_DATA FOR PROCESSING_:
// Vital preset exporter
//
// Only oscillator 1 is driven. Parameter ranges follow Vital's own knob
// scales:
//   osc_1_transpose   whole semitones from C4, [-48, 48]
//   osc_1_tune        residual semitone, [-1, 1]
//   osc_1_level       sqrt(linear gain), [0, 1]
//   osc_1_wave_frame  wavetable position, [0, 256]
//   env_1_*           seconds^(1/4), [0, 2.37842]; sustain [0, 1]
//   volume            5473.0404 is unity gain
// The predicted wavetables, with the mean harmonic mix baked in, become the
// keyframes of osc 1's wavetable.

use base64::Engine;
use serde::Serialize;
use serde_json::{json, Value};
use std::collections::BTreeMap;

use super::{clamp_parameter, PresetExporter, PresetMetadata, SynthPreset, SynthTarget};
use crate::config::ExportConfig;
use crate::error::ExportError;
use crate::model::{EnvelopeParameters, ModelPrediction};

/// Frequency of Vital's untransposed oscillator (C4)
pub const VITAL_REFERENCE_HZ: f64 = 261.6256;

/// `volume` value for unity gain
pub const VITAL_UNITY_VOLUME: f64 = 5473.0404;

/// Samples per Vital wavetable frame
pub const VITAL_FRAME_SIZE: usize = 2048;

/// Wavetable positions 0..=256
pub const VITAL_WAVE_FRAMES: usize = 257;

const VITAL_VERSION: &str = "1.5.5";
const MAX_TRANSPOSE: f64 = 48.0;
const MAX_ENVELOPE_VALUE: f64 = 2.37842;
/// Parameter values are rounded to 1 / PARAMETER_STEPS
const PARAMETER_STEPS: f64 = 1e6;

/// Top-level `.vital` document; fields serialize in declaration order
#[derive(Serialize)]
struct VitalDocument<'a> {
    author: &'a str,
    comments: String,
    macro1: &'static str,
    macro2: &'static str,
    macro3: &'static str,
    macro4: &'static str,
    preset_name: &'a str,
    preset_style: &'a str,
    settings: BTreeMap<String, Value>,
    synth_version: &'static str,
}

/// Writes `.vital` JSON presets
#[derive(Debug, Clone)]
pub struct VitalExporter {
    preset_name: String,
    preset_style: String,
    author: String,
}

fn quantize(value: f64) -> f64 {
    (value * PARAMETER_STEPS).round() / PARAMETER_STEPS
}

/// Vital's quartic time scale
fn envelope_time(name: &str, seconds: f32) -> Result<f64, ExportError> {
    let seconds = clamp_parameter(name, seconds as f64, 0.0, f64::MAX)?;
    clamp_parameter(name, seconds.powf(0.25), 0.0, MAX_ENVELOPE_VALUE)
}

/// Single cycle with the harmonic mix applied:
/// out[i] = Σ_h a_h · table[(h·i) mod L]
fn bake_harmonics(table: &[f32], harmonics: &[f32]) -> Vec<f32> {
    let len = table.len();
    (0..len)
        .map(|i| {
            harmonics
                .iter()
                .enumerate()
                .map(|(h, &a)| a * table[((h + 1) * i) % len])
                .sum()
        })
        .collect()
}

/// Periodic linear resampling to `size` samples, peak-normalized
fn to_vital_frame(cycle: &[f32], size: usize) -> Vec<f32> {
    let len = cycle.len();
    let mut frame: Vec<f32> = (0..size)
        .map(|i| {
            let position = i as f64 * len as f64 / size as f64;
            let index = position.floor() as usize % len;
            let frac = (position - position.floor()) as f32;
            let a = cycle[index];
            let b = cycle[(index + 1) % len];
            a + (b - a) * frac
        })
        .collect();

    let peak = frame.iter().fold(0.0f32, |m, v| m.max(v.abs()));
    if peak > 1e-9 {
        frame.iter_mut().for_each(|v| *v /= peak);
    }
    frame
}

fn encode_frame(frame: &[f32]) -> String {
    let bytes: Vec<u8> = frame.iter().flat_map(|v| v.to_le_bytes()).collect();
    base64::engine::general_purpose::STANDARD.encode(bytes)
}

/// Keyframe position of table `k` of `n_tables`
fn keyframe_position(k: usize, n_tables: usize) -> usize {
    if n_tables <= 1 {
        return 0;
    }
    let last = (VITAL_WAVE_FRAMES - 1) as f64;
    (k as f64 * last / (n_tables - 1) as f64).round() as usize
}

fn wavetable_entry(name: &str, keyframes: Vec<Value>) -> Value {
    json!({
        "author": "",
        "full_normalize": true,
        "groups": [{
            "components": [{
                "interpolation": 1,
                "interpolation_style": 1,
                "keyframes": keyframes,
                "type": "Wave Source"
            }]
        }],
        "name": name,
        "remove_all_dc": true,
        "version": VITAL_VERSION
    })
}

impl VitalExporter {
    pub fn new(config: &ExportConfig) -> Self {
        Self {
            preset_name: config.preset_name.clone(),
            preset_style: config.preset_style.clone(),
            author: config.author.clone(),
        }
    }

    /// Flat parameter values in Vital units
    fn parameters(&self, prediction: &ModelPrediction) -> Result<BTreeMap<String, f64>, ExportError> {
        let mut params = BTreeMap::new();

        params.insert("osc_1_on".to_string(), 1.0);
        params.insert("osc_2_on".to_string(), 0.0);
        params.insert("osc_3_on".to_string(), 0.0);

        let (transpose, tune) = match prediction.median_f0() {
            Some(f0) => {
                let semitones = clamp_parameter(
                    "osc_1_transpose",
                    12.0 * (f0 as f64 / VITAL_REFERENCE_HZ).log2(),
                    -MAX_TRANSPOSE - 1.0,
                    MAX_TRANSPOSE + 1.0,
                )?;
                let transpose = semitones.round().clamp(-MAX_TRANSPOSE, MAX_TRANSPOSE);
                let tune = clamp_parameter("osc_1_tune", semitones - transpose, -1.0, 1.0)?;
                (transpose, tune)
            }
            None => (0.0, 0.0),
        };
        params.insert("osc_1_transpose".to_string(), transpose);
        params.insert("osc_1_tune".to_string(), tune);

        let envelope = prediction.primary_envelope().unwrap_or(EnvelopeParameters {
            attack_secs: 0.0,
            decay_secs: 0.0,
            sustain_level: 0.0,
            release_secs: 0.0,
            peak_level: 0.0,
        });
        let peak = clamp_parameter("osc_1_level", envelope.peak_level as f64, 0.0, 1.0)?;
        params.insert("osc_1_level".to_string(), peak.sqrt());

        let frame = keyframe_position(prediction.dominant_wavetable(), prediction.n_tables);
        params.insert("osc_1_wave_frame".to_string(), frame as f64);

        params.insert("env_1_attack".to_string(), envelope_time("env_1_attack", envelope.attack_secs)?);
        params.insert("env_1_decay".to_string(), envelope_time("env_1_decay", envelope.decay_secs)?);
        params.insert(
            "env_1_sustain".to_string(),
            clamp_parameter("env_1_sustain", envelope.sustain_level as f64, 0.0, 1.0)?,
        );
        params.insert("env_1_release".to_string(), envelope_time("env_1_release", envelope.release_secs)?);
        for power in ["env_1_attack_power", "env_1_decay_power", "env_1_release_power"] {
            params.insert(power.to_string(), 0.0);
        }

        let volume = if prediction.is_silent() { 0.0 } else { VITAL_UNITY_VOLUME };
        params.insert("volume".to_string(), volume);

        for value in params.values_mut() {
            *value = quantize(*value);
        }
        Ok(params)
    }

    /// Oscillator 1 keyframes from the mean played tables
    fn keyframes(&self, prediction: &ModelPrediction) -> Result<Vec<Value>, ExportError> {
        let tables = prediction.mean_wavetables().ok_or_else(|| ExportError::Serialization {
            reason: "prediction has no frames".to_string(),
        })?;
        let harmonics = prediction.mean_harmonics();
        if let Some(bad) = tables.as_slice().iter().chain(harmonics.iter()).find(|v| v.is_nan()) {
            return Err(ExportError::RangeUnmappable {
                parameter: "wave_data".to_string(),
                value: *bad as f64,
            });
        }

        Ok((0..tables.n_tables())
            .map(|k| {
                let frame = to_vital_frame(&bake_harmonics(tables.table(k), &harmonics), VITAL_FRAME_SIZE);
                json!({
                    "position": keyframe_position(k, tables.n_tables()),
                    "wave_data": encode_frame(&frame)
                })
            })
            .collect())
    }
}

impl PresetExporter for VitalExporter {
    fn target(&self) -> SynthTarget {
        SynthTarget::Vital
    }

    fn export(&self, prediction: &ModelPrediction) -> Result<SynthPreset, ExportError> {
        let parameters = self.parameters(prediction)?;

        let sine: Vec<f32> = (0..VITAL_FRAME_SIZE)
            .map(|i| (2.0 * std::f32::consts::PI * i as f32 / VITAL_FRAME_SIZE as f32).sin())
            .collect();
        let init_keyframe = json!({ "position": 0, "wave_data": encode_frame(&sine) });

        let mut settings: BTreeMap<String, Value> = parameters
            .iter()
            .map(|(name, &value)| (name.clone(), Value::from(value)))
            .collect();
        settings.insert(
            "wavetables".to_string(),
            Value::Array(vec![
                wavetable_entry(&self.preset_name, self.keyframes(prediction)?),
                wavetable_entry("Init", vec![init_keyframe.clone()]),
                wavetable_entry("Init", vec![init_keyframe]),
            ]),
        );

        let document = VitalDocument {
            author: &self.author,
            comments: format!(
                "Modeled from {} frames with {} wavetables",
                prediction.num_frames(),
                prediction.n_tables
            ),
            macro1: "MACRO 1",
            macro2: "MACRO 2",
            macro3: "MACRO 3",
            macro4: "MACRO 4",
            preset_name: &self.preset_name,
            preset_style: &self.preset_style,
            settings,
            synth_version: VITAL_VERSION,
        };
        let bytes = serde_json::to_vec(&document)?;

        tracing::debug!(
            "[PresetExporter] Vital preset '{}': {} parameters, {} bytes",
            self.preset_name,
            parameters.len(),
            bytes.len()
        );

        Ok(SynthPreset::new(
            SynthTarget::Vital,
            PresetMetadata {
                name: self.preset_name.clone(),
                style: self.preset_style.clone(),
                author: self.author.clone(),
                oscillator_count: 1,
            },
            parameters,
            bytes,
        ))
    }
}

_TASK TO CARRY OUT_: Each line of the material above either contains the word "harmonics" or does not; state how many do, and nothing else.

_RESPONSE AREA_: 5